The story follows 23-year-old Bill (Jojo Bapteise Whiting), who has fathered two toddlers with two women, one of whom he has left languishing in jail for lack of a $400 bail. “I don’t have time for this,” Bill huffs. In truth, he’s got nothing but time. The whole film, in fact, exists in a temporal blur, the kind of sunny, shiftless inertia where it’s unclear if the Halloween decorations were put up early or never put away at all.

Bill has no prospects on the yawning horizon other than a vague scheme to sell purebred poodles. (He doesn’t even own a dog.) And then there’s 12-year-old Matho (LaDainian Crazy Thunder), who is stoked to start hawking his father’s meth. (“Pleasure doing business with you and your donkey!” he beams at a customer.)

The queasy truth is that Bill is more concerned about his hypothetical puppies than his actual children, but Whiting, sporting his own tattoos, holds the camera’s attention so effortlessly that we’re rooting for him anyway. The audience likes him better than every other character does, including his exes who’ve moved past exasperation to apathy. Whether Bill is a villain or a victim depends on his framing — and “War Pony” refuses to take a side.

Here, opposites coexist. Horses share the street with beat-up junkers. Lakota elders chant blessings over conked-out party girls. Kids adorn ball caps with eagle quills while trap music harmonizes with buzzing crickets. Above all, the community, played almost entirely by first-time actors, is quite literally a supportive tribe, even as the families and homes within it fall apart, reconfigure themselves, and fall apart again.

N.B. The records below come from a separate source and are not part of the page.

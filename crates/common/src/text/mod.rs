//! Sentence segmentation for evidence snippets
//!
//! Splits snippet text on sentence boundaries before parsing. Snippets
//! without any boundary are treated as a single sentence.

use regex_lite::Regex;
use std::sync::OnceLock;

fn boundary() -> &'static Regex {
    static BOUNDARY: OnceLock<Regex> = OnceLock::new();
    // Terminal punctuation followed by whitespace, or a hard line break
    BOUNDARY.get_or_init(|| Regex::new(r"[.!?]+\s+|\n+").expect("valid boundary pattern"))
}

/// Split free text into sentences
pub fn split_sentences(text: &str) -> Vec<String> {
    boundary()
        .split(text)
        .map(str::trim)
        .filter(|s| !s.is_empty())
        .map(str::to_string)
        .collect()
}

/// Whitespace token count, used to gate uninformative snippets before
/// they reach the parser
pub fn token_count(sentence: &str) -> usize {
    sentence.split_whitespace().count()
}

#[cfg(test)]
mod tests {
    use super::*;

    #[test]
    fn test_splits_on_terminal_punctuation() {
        let sentences = split_sentences("The ship sank. 712 people survived! Where was it built?");
        assert_eq!(sentences.len(), 3);
        assert_eq!(sentences[0], "The ship sank");
    }

    #[test]
    fn test_no_boundary_is_one_sentence() {
        let sentences = split_sentences("a snippet without any boundary at all");
        assert_eq!(sentences.len(), 1);
    }

    #[test]
    fn test_splits_on_newlines() {
        let sentences = split_sentences("first line\nsecond line");
        assert_eq!(sentences.len(), 2);
    }

    #[test]
    fn test_empty_input() {
        assert!(split_sentences("   ").is_empty());
    }

    #[test]
    fn test_token_count() {
        assert_eq!(token_count("three little words"), 3);
    }
}
//! Quaero Retrieval Layer
//!
//! Pluggable evidence retrieval behind a single capability trait:
//! - `RetrievalBackend`: query string in, raw `{title, link, snippet}`
//!   results out
//! - `WebSearchBackend`: live JSON search API client
//! - `StubBackend`: deterministic pre-seeded backend for tests
//! - `SearchEngine`: normalizes raw results into evidence units

mod backend;
mod engine;
mod stub;
mod web;

pub use backend::{RawResult, RetrievalBackend};
pub use engine::{EvidenceUnit, SearchEngine};
pub use stub::StubBackend;
pub use web::WebSearchBackend;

None of this seems funny, but as seen through Bill’s deadpan gaze, it is, such as when he goes off the reservation and crosses paths with a wealthy housewife who cheerily asks, “So you got any holiday plans this year?” And whenever the film seems uncertain of its next move, a bison or deer shows up onscreen — a magician’s distraction disguised as symbolism — that is, until the last sequence, when an animal-centric prank rewrites a page of American history.

War Pony
Rated R for underage drinking, drug use, cursing and carousing. Running time: 1 hour 55 minutes. In theaters.